What do Alan’s predictions mean to American families? First, we have considered real estate a primary driver of wealth. In the past, we have experienced rising real estate values and declining interest rates allowing us to “strap” ourselves with real estate purchases secure in the knowledge that rising prices and low interest would be on our side. Clearly that no longer works despite the low interest rates. Because of the credit climate and the large inventory of unsold houses, Alan believes values will not return to 2008 levels (1.5 years after the decline began here in Florida) until 2017.

Alan predicts interest rates will rise over the next 7 to 10 years. This means those of us who own mortgaged property should refinance if necessary to secure fixed rate loans. Families that do not own homes may want to consider buying modest properties where the monthly cost will be affordable while prices are low and interest is low. Buy at fixed rates of interest. Improve the property and plan to own for a long period of time. Most mortgages are now owned by Fannie Mae or Freddie Mac. There are currently some fixed rate federal refinance programs available on first mortgages owned by these agencies.

Taxes will rise over the next ten years. There is no way out of this for anyone. Entitlements will be attacked. Look for employment where funding is not driven by state or federal appropriations. Medicare, Medicaid and Social Security will be trimmed and means limited. Plan to fund retirement with savings or equity growth as Social Security is not enough now and the gap between Social Security payments and the cost of living will only expand.

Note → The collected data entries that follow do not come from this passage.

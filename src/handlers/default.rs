//! Catch-all content handler
//!
//! Handles every hostname no specific handler claims. A bounded HEAD probe
//! decides whether a URL is an HTML page (fetched and text-extracted) or
//! some other document type (handled best-effort for text, declined
//! otherwise).
//!
//! The handler caches the last fetched page body so `extract` and
//! `discover_links` on the same URL cost one fetch. The cache holds exactly
//! one URL and is overwritten on the next; it is why handler instances are
//! never shared across concurrent tasks.

use crate::fetch::{fetch_text, probe_content_type};
use crate::handlers::{Extraction, Handler, HandlerResult, LinkSource};
use crate::summarize::Summarizer;
use async_trait::async_trait;
use reqwest::Client;
use scraper::{Html, Selector};
use std::sync::{Arc, Mutex};
use std::time::Duration;
use url::Url;

struct PageCache {
    url: String,
    body: String,
}

pub struct DefaultHandler {
    client: Client,
    summarizer: Arc<dyn Summarizer>,
    probe_timeout: Duration,
    cache: Mutex<Option<PageCache>>,
}

impl DefaultHandler {
    pub fn new(client: Client, summarizer: Arc<dyn Summarizer>, probe_timeout: Duration) -> Self {
        Self {
            client,
            summarizer,
            probe_timeout,
            cache: Mutex::new(None),
        }
    }

    /// Returns the page body, fetching unless the cache already holds it
    async fn page_body(&self, url: &Url) -> HandlerResult<String> {
        {
            let cache = self.cache.lock().unwrap();
            if let Some(cached) = cache.as_ref() {
                if cached.url == url.as_str() {
                    return Ok(cached.body.clone());
                }
            }
        }

        let page = fetch_text(&self.client, url.as_str()).await?;

        let mut cache = self.cache.lock().unwrap();
        *cache = Some(PageCache {
            url: url.as_str().to_string(),
            body: page.body.clone(),
        });
        Ok(page.body)
    }

    async fn extract_webpage(&self, url: &Url) -> HandlerResult<Extraction> {
        let body = self.page_body(url).await?;
        let content = html_to_text(&body);

        let summary = self
            .summarizer
            .summarize(&format!(
                "Summarize the following webpage content:\n{}",
                content
            ))
            .await;

        Ok(Extraction {
            content: Some(content),
            summary,
            raw_source: Some(body),
            data: None,
        })
    }

    async fn extract_document(&self, url: &Url, content_type: &str) -> HandlerResult<Extraction> {
        // Only plain-text document types are worth pulling down
        if !content_type.starts_with("text/") {
            return Ok(Extraction::content_note(format!(
                "Document type not supported: {}",
                content_type
            )));
        }

        let page = fetch_text(&self.client, url.as_str()).await?;
        let content = collapse_whitespace(&page.body);
        let summary = self.summarizer.summarize(&content).await;

        Ok(Extraction {
            content: Some(content),
            summary,
            raw_source: Some(page.body),
            data: None,
        })
    }
}

#[async_trait]
impl Handler for DefaultHandler {
    fn name(&self) -> &str {
        "default"
    }

    /// The catch-all supports every hostname
    fn supports(&self, _hostname: &str) -> bool {
        true
    }

    async fn extract(&self, url: &Url) -> HandlerResult<Extraction> {
        let content_type =
            probe_content_type(&self.client, url.as_str(), self.probe_timeout).await;

        match content_type {
            None => Ok(Extraction::content_note("Could not reach webpage in time")),
            Some(ct) if ct.contains("text/html") => self.extract_webpage(url).await,
            Some(ct) => self.extract_document(url, &ct).await,
        }
    }

    fn as_link_source(&self) -> Option<&dyn LinkSource> {
        Some(self)
    }
}

#[async_trait]
impl LinkSource for DefaultHandler {
    async fn discover_links(&self, url: &Url) -> HandlerResult<Vec<String>> {
        let content_type =
            probe_content_type(&self.client, url.as_str(), self.probe_timeout).await;

        // Link discovery only makes sense for HTML pages
        let Some(ct) = content_type else {
            return Ok(Vec::new());
        };
        if !ct.contains("text/html") {
            return Ok(Vec::new());
        }

        let body = self.page_body(url).await?;
        Ok(extract_page_links(&body, url))
    }
}

/// Flattens an HTML document to whitespace-normalized text
fn html_to_text(html: &str) -> String {
    let document = Html::parse_document(html);
    let text: Vec<&str> = document.root_element().text().collect();
    collapse_whitespace(&text.join(" "))
}

fn collapse_whitespace(text: &str) -> String {
    text.split_whitespace().collect::<Vec<_>>().join(" ")
}

/// Extracts followable links from a page
///
/// Hrefs are resolved against the page URL. Empty links, fragment
/// identifiers, and mailto links are dropped; document order is preserved
/// with duplicates removed.
fn extract_page_links(html: &str, base_url: &Url) -> Vec<String> {
    let document = Html::parse_document(html);
    let mut links = Vec::new();
    let mut seen = std::collections::HashSet::new();

    if let Ok(selector) = Selector::parse("a[href]") {
        for element in document.select(&selector) {
            let Some(href) = element.value().attr("href") else {
                continue;
            };
            if href.is_empty() || href.contains('#') || href.starts_with("mailto:") {
                continue;
            }
            let Ok(resolved) = base_url.join(href) else {
                continue;
            };
            let resolved = resolved.to_string();
            if seen.insert(resolved.clone()) {
                links.push(resolved);
            }
        }
    }

    links
}
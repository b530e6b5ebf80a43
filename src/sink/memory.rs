use crate::sink::{ResultSink, SinkResult};
use async_trait::async_trait;
use std::sync::Mutex;

/// One artifact captured by [`MemorySink`]
#[derive(Debug, Clone)]
pub struct StoredArtifact {
    pub container: String,
    pub sub_path: String,
    pub name: String,
    pub payload: Vec<u8>,
}

/// In-memory result sink for tests and dry runs
#[derive(Default)]
pub struct MemorySink {
    entries: Mutex<Vec<StoredArtifact>>,
}

impl MemorySink {
    pub fn new() -> Self {
        Self::default()
    }

    /// Returns a snapshot of everything stored so far
    pub fn entries(&self) -> Vec<StoredArtifact> {
        self.entries.lock().unwrap().clone()
    }

    /// Returns the artifacts stored under a given sub path
    pub fn entries_under(&self, sub_path: &str) -> Vec<StoredArtifact> {
        self.entries()
            .into_iter()
            .filter(|a| a.sub_path == sub_path)
            .collect()
    }
}

#[async_trait]
impl ResultSink for MemorySink {
    async fn store(
        &self,
        container: &str,
        sub_path: &str,
        name: &str,
        payload: &[u8],
    ) -> SinkResult<()> {
        self.entries.lock().unwrap().push(StoredArtifact {
            container: container.to_string(),
            sub_path: sub_path.to_string(),
            name: name.to_string(),
            payload: payload.to_vec(),
        });
        Ok(())
    }
}
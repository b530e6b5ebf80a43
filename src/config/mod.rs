//! Configuration module for Driftnet
//!
//! This module handles loading, parsing, and validating TOML configuration
//! files. The configuration object is built once at process start and passed
//! by reference to every component that needs it; nothing reads settings or
//! secrets from the environment after startup.

mod parser;
mod types;
mod validation;

// Re-export types
pub use types::{Config, CrawlerConfig, FetchConfig, SinkConfig, SummarizerConfig};

// Re-export parser functions
pub use parser::{compute_config_hash, load_config, load_config_with_hash};
//! Content handlers and the hostname dispatch registry
//!
//! A handler is a stateless-by-convention service object that knows how to
//! turn one site family's pages into structured [`Extraction`] records. The
//! registry owns the handlers and resolves each URL to exactly one of them
//! by normalized hostname; a distinguished catch-all handler picks up
//! everything no specific handler claims.
//!
//! Link discovery is an optional capability: a handler that can enumerate a
//! page's outbound links exposes it through [`Handler::as_link_source`], and
//! the crawler checks for the capability through that method alone.

mod default;
mod googledocs;
mod reddit;
mod registry;
mod wikipedia;
mod youtube;

pub use default::DefaultHandler;
pub use googledocs::GoogleDocsHandler;
pub use reddit::RedditHandler;
pub use registry::{standard_registry, HandlerRegistry, RegistryBuilder, RegistryError};
pub use wikipedia::WikipediaHandler;
pub use youtube::YoutubeHandler;

use async_trait::async_trait;
use serde::{Deserialize, Serialize};
use thiserror::Error;
use url::Url;

/// Structured result of extracting one URL
///
/// The shape is owned by handlers and opaque to the crawl engine; an
/// all-`None` record is what a failed page degrades to.
#[derive(Debug, Clone, Default, PartialEq, Serialize, Deserialize)]
pub struct Extraction {
    /// Extracted page text
    #[serde(skip_serializing_if = "Option::is_none")]
    pub content: Option<String>,

    /// Summarized page text
    #[serde(skip_serializing_if = "Option::is_none")]
    pub summary: Option<String>,

    /// Raw source the content was derived from
    #[serde(skip_serializing_if = "Option::is_none")]
    pub raw_source: Option<String>,

    /// Handler-specific structured data
    #[serde(skip_serializing_if = "Option::is_none")]
    pub data: Option<serde_json::Value>,
}

impl Extraction {
    /// The record a failed or skipped page degrades to
    pub fn empty() -> Self {
        Self::default()
    }

    pub fn is_empty(&self) -> bool {
        self.content.is_none()
            && self.summary.is_none()
            && self.raw_source.is_none()
            && self.data.is_none()
    }

    /// Record carrying only a summary
    pub fn summary_only(summary: impl Into<String>) -> Self {
        Self {
            summary: Some(summary.into()),
            ..Self::default()
        }
    }

    /// Record carrying only a content note (e.g. "document type not supported")
    pub fn content_note(note: impl Into<String>) -> Self {
        Self {
            content: Some(note.into()),
            ..Self::default()
        }
    }
}

/// Errors a handler can raise while extracting or discovering links
///
/// All of these are recoverable from the crawler's point of view: the
/// frontier loop downgrades them to an empty record and moves on.
#[derive(Debug, Error)]
pub enum HandlerError {
    #[error("HTTP error: {0}")]
    Http(#[from] reqwest::Error),

    #[error("Unexpected response from {url}: {message}")]
    BadResponse { url: String, message: String },

    #[error("Unsupported URL shape: {0}")]
    UnsupportedUrl(String),
}

/// Result type for handler operations
pub type HandlerResult<T> = Result<T, HandlerError>;

/// A site-family content extractor
#[async_trait]
pub trait Handler: Send + Sync {
    /// Short identifier used in logs
    fn name(&self) -> &str;

    /// Whether this handler claims the given normalized hostname
    fn supports(&self, hostname: &str) -> bool;

    /// Extracts structured content for one URL
    async fn extract(&self, url: &Url) -> HandlerResult<Extraction>;

    /// Optional link-discovery capability
    ///
    /// Handlers that can enumerate a page's outbound links return
    /// `Some(self)`; the rest inherit this default.
    fn as_link_source(&self) -> Option<&dyn LinkSource> {
        None
    }
}

/// Optional handler capability: enumerating a page's outbound links
#[async_trait]
pub trait LinkSource: Send + Sync {
    /// Returns the outbound links of one URL, as raw strings
    async fn discover_links(&self, url: &Url) -> HandlerResult<Vec<String>>;
}

#[cfg(test)]
mod tests {
    use super::*;

    #[test]
    fn test_empty_extraction_serializes_to_empty_object() {
        let json = serde_json::to_string(&Extraction::empty()).unwrap();
        assert_eq!(json, "{}");
    }

    #[test]
    fn test_extraction_skips_absent_fields() {
        let record = Extraction::summary_only("hello");
        let json = serde_json::to_string(&record).unwrap();
        assert_eq!(json, r#"{"summary":"hello"}"#);
    }

    #[test]
    fn test_is_empty() {
        assert!(Extraction::empty().is_empty());
        assert!(!Extraction::content_note("x").is_empty());
    }
}
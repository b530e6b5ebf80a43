//! Wikipedia content handler
//!
//! Uses the REST summary endpoint for content and the MediaWiki links API
//! for link discovery, so no page HTML is ever parsed.

use crate::handlers::{Extraction, Handler, HandlerResult, LinkSource};
use async_trait::async_trait;
use reqwest::Client;
use serde_json::Value;
use url::Url;

const SUPPORTED_HOSTS: &[&str] = &["wikipedia.com", "en.wikipedia.org", "wikipedia.org"];

const SUMMARY_API: &str = "https://en.wikipedia.org/api/rest_v1/page/summary";
const LINKS_API: &str = "https://en.wikipedia.org/w/api.php";

pub struct WikipediaHandler {
    client: Client,
}

impl WikipediaHandler {
    pub fn new(client: Client) -> Self {
        Self { client }
    }
}

#[async_trait]
impl Handler for WikipediaHandler {
    fn name(&self) -> &str {
        "wikipedia"
    }

    fn supports(&self, hostname: &str) -> bool {
        SUPPORTED_HOSTS.contains(&hostname)
    }

    async fn extract(&self, url: &Url) -> HandlerResult<Extraction> {
        let Some(title) = page_title(url) else {
            return Ok(Extraction::summary_only("No summary found."));
        };

        let request_url = format!("{}/{}", SUMMARY_API, title);
        let response = self.client.get(&request_url).send().await?;

        if !response.status().is_success() {
            return Ok(Extraction::summary_only("No summary found."));
        }

        let body: Value = response.json().await?;
        let summary = body
            .get("extract")
            .and_then(|v| v.as_str())
            .unwrap_or("No summary found.");

        Ok(Extraction::summary_only(summary))
    }

    fn as_link_source(&self) -> Option<&dyn LinkSource> {
        Some(self)
    }
}

#[async_trait]
impl LinkSource for WikipediaHandler {
    async fn discover_links(&self, url: &Url) -> HandlerResult<Vec<String>> {
        let Some(title) = page_title(url) else {
            return Ok(Vec::new());
        };

        let response = self
            .client
            .get(LINKS_API)
            .query(&[
                ("action", "query"),
                ("titles", title.as_str()),
                ("prop", "links"),
                ("pllimit", "max"),
                ("format", "json"),
            ])
            .send()
            .await?;

        if !response.status().is_success() {
            return Ok(Vec::new());
        }

        let body: Value = response.json().await?;
        Ok(article_links(&body))
    }
}

/// Article title from the last path segment
fn page_title(url: &Url) -> Option<String> {
    let segment = url.path_segments()?.filter(|s| !s.is_empty()).last()?;
    Some(segment.to_string())
}

/// Linked article titles from a MediaWiki links query, as article URLs
fn article_links(body: &Value) -> Vec<String> {
    let Some(pages) = body
        .get("query")
        .and_then(|q| q.get("pages"))
        .and_then(|p| p.as_object())
    else {
        return Vec::new();
    };

    let mut links = Vec::new();
    for page in pages.values() {
        let Some(page_links) = page.get("links").and_then(|l| l.as_array()) else {
            continue;
        };
        for link in page_links {
            if let Some(title) = link.get("title").and_then(|t| t.as_str()) {
                links.push(article_url(title));
            }
        }
    }
    links
}

fn article_url(title: &str) -> String {
    format!("https://en.wikipedia.org/wiki/{}", title.replace(' ', "_"))
}
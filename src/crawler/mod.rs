//! Crawl orchestration engine
//!
//! This module contains the two layers of crawl control flow:
//! - the frontier crawler: one bounded breadth-first traversal per seed
//! - the fan-out scheduler: many independent seed crawls run concurrently,
//!   with failures quarantined so no seed can poison the batch
//!
//! Everything else in the crate is either a content handler dispatched from
//! here or plumbing these layers call into.

mod fanout;
mod frontier;

pub use fanout::{run_batch, BatchReport, RegistryFactory, SeedFailure};
pub use frontier::{run_task, FrontierCrawler, TaskResults};

use crate::handlers::HandlerRegistry;
use crate::sink::ResultSink;
use serde::{Deserialize, Serialize};
use std::sync::Arc;

/// Traversal mode for a crawl task
#[derive(Debug, Clone, Copy, PartialEq, Eq, Serialize, Deserialize)]
#[serde(rename_all = "UPPERCASE")]
pub enum CrawlMode {
    /// Process exactly the seed URL, no traversal
    None,
    /// Bounded breadth-first traversal from the seed
    Bfs,
}

/// One crawl task: a seed plus its traversal parameters
#[derive(Debug, Clone)]
pub struct CrawlTask {
    /// The starting URL, kept as the literal request string
    pub seed: String,

    pub mode: CrawlMode,

    /// Restrict traversal to URLs sharing the seed's normalized hostname
    pub confine_to_seed_domain: bool,

    /// Upper bound on processed URLs for this task
    pub max_results: usize,
}

/// Per-seed configuration shared across a batch
#[derive(Debug, Clone)]
pub struct TaskSpec {
    pub mode: CrawlMode,
    pub confine_to_seed_domain: bool,
    pub max_results: usize,
}

impl TaskSpec {
    /// Instantiates the spec for one seed
    pub fn for_seed(&self, seed: impl Into<String>) -> CrawlTask {
        CrawlTask {
            seed: seed.into(),
            mode: self.mode,
            confine_to_seed_domain: self.confine_to_seed_domain,
            max_results: self.max_results,
        }
    }
}

/// Where and under what run a crawl persists its artifacts
#[derive(Clone)]
pub struct PersistContext {
    pub sink: Arc<dyn ResultSink>,
    pub container: String,
    pub run_id: String,
}

impl PersistContext {
    /// Sub-path for per-page extraction records
    pub fn success_path(&self) -> String {
        format!("{}/successes", self.run_id)
    }

    /// Sub-path for per-seed failure records
    pub fn failure_path(&self) -> String {
        format!("{}/failures", self.run_id)
    }
}

/// Mints a run identifier for one incoming batch
///
/// Timestamp-derived so artifacts sort chronologically in the sink.
pub fn new_run_id() -> String {
    chrono::Utc::now()
        .format("%Y-%m-%d_%H:%M:%S%.6f")
        .to_string()
}

/// Link-discovery probe: one handler, one URL, no frontier
///
/// Debugging entry point that resolves the URL's handler and returns its raw
/// link discovery output. Handlers without the capability yield an empty
/// list.
pub async fn probe_links(url: &str, registry: &HandlerRegistry) -> crate::Result<Vec<String>> {
    let parsed = url::Url::parse(url)?;
    let handler = registry.resolve(&parsed);

    match handler.as_link_source() {
        Some(source) => Ok(source.discover_links(&parsed).await?),
        None => Ok(Vec::new()),
    }
}
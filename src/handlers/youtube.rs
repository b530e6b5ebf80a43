//! YouTube content handler
//!
//! Dispatches on the URL path: watch pages get scraped for title and
//! metadata, playlists and channels get minimal records. Link discovery
//! keeps only same-site `/watch` links and rebuilds each with just its `v`
//! parameter, collapsing the long tracking-laden hrefs YouTube emits.

use crate::fetch::fetch_text;
use crate::handlers::{Extraction, Handler, HandlerResult, LinkSource};
use crate::summarize::Summarizer;
use crate::url::{normalized_hostname, query_params};
use async_trait::async_trait;
use reqwest::Client;
use scraper::{Html, Selector};
use serde_json::json;
use std::sync::{Arc, Mutex};
use url::Url;

const SUPPORTED_HOSTS: &[&str] = &["youtube.com", "youtu.be"];

struct PageCache {
    url: String,
    body: String,
}

pub struct YoutubeHandler {
    client: Client,
    summarizer: Arc<dyn Summarizer>,
    cache: Mutex<Option<PageCache>>,
}

impl YoutubeHandler {
    pub fn new(client: Client, summarizer: Arc<dyn Summarizer>) -> Self {
        Self {
            client,
            summarizer,
            cache: Mutex::new(None),
        }
    }

    async fn page_body(&self, url: &Url) -> HandlerResult<String> {
        {
            let cache = self.cache.lock().unwrap();
            if let Some(cached) = cache.as_ref() {
                if cached.url == url.as_str() {
                    return Ok(cached.body.clone());
                }
            }
        }

        let page = fetch_text(&self.client, url.as_str()).await?;

        let mut cache = self.cache.lock().unwrap();
        *cache = Some(PageCache {
            url: url.as_str().to_string(),
            body: page.body.clone(),
        });
        Ok(page.body)
    }

    async fn extract_watch(&self, url: &Url, video_id: &str) -> HandlerResult<Extraction> {
        let body = self.page_body(url).await?;
        let title = page_title(&body);

        let summary = match &title {
            Some(title) => {
                self.summarizer
                    .summarize(&format!(
                        "Summarize what this video is about from its title: {}",
                        title
                    ))
                    .await
            }
            None => None,
        };

        Ok(Extraction {
            content: title.clone(),
            summary,
            raw_source: Some(body),
            data: Some(json!({
                "video_id": video_id,
                "title": title,
            })),
        })
    }
}

#[async_trait]
impl Handler for YoutubeHandler {
    fn name(&self) -> &str {
        "youtube"
    }

    fn supports(&self, hostname: &str) -> bool {
        SUPPORTED_HOSTS.contains(&hostname)
    }

    async fn extract(&self, url: &Url) -> HandlerResult<Extraction> {
        let params = query_params(url);

        match url.path() {
            "/" => Ok(Extraction::summary_only("YouTube homepage.")),
            "/watch" => match params.get("v") {
                Some(video_id) => self.extract_watch(url, video_id).await,
                None => Ok(Extraction::empty()),
            },
            "/playlist" => Ok(Extraction {
                data: Some(json!({ "playlist_id": params.get("list") })),
                ..Extraction::default()
            }),
            path if path.starts_with("/channel") || path.starts_with("/@") => {
                Ok(Extraction::summary_only("YouTube channel."))
            }
            _ => Ok(Extraction::empty()),
        }
    }

    fn as_link_source(&self) -> Option<&dyn LinkSource> {
        Some(self)
    }
}

#[async_trait]
impl LinkSource for YoutubeHandler {
    async fn discover_links(&self, url: &Url) -> HandlerResult<Vec<String>> {
        let body = self.page_body(url).await?;

        let document = Html::parse_document(&body);
        let mut links = Vec::new();
        let mut seen = std::collections::HashSet::new();

        if let Ok(selector) = Selector::parse("a[href]") {
            for element in document.select(&selector) {
                let Some(href) = element.value().attr("href") else {
                    continue;
                };
                let Some(canonical) = canonical_watch_link(href, url) else {
                    continue;
                };
                if seen.insert(canonical.clone()) {
                    links.push(canonical);
                }
            }
        }

        Ok(links)
    }
}

/// Reduces an href to a canonical watch URL, if it is one
///
/// Relative hrefs resolve against the page URL; anything that is not a
/// youtube.com `/watch` link with a `v` parameter is dropped.
fn canonical_watch_link(href: &str, base: &Url) -> Option<String> {
    let resolved = base.join(href).ok()?;

    if normalized_hostname(&resolved)? != "youtube.com" {
        return None;
    }
    if resolved.path() != "/watch" {
        return None;
    }

    let video_id = query_params(&resolved).remove("v")?;
    Some(format!("https://youtube.com/watch?v={}", video_id))
}

fn page_title(html: &str) -> Option<String> {
    let document = Html::parse_document(html);
    let selector = Selector::parse("title").ok()?;

    document
        .select(&selector)
        .next()
        .map(|element| element.text().collect::<String>().trim().to_string())
        .filter(|s| !s.is_empty())
}
//! Result sink: the persistence boundary for crawl artifacts
//!
//! The crawler writes two kinds of artifacts through this interface:
//! per-page extraction records under `<run_id>/successes` and per-seed
//! failure records under `<run_id>/failures`. Persistence is a best-effort
//! side channel — a sink write failure is logged and swallowed, never
//! escalated into the crawl.

mod fs;
mod memory;

pub use fs::FsSink;
pub use memory::{MemorySink, StoredArtifact};

use async_trait::async_trait;
use thiserror::Error;

/// Errors that can occur during sink operations
#[derive(Debug, Error)]
pub enum SinkError {
    #[error("IO error: {0}")]
    Io(#[from] std::io::Error),

    #[error("Invalid artifact path component: {0}")]
    InvalidPath(String),
}

/// Result type for sink operations
pub type SinkResult<T> = Result<T, SinkError>;

/// Append-only artifact storage
///
/// Implementations must be safe for concurrent writers; callers guarantee
/// unique `name`s, so there is nothing to coordinate beyond the write itself.
#[async_trait]
pub trait ResultSink: Send + Sync {
    /// Stores a payload under `container/sub_path/name`
    ///
    /// An empty `sub_path` stores directly under the container.
    async fn store(
        &self,
        container: &str,
        sub_path: &str,
        name: &str,
        payload: &[u8],
    ) -> SinkResult<()>;
}

/// Stores an artifact, logging and swallowing any failure
pub async fn store_best_effort(
    sink: &dyn ResultSink,
    container: &str,
    sub_path: &str,
    name: &str,
    payload: &[u8],
) {
    if let Err(e) = sink.store(container, sub_path, name, payload).await {
        tracing::warn!(
            "Failed to persist artifact {}/{}/{}: {}",
            container,
            sub_path,
            name,
            e
        );
    }
}

/// Rejects path components that would escape the sink root
pub(crate) fn check_component(component: &str) -> SinkResult<()> {
    if component.contains("..") || component.contains('\\') || component.starts_with('/') {
        return Err(SinkError::InvalidPath(component.to_string()));
    }
    Ok(())
}

#[cfg(test)]
mod tests {
    use super::*;

    #[test]
    fn test_check_component() {
        assert!(check_component("2024-01-01/successes").is_ok());
        assert!(check_component("page_abc.json").is_ok());
        assert!(check_component("../escape").is_err());
        assert!(check_component("/absolute").is_err());
        assert!(check_component("back\\slash").is_err());
    }

    #[tokio::test]
    async fn test_store_best_effort_swallows_errors() {
        struct FailingSink;

        #[async_trait]
        impl ResultSink for FailingSink {
            async fn store(&self, _: &str, _: &str, _: &str, _: &[u8]) -> SinkResult<()> {
                Err(SinkError::InvalidPath("always fails".to_string()))
            }
        }

        // Must not panic or propagate
        store_best_effort(&FailingSink, "c", "p", "n", b"payload").await;
    }
}
use std::collections::HashMap;
use url::Url;

/// Extracts the query parameters of a URL into a map
///
/// Parameters are derived by splitting the raw query string on `&` and then
/// on the first `=`. Duplicate keys resolve last-wins; pairs without an `=`
/// are skipped.
pub fn query_params(url: &Url) -> HashMap<String, String> {
    let mut params = HashMap::new();

    let Some(query) = url.query() else {
        return params;
    };

    for pair in query.split('&') {
        if let Some((key, value)) = pair.split_once('=') {
            params.insert(key.to_string(), value.to_string());
        }
    }

    params
}
//! URL handling module for Driftnet
//!
//! This module provides hostname normalization (the key used for handler
//! dispatch and domain confinement), scheme validation, and query parameter
//! parsing.
//!
//! Deliberately absent: full URL canonicalization. Two URLs are the same
//! crawl node only when their literal strings match, so `http://x` and
//! `https://x` stay distinct.

mod host;
mod params;

pub use host::{is_crawlable, normalized_hostname, parse_candidate};
pub use params::query_params;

All that said the American dream is alive because we have freedom to create wealth. According to Alan growth areas in the economy will include plastics, information technology, durable goods of high quality, tourism, temporary staffing and energy efficient automobiles. Food production, medical care and products /services that cater to special markets like aging or Hispanics will be strong. There is a lot of money setting on the sidelines. Households are saving and reducing debt at the rate of 600 billion per year. Banks have plenty of money including at least one trillion beyond required reserves. Private investors have over two trillion in cash waiting for great opportunities. Go out there and start and grow businesses now. As Alan Beaulieu says “it is time to make your move.”

4 Responses to Visit with Alan Beaulieu

  1. Kim Albritton says:

    Great post Les!!

  2. Rick Perkaus says:

    I was already “making my move,” but Alan’s discussions gave me confidence to act now, given my new knowledge of how timing will affect each of my financial decisions. I hope to see him again two years from now.

  3. Steve Gordon says:

    Les,

    I think the one variable that’s missed in the data is the determination of the American Entreprenuer. Speaking to a Vistage group in Dothan, AL last week I was impressed by the adjustments that CEO’s are making to find the new opportunities. It’s a good reminder that we’re not playing a zero sum game.

  4. Les Deck says:

    Steve, I believe you are right. Every day in my Vistage one to one coaching activity I see effective CEOs finding ways to compensate. Finding niches, compensating for tight credit, inspiring their people in new ways. Innovation will be the result.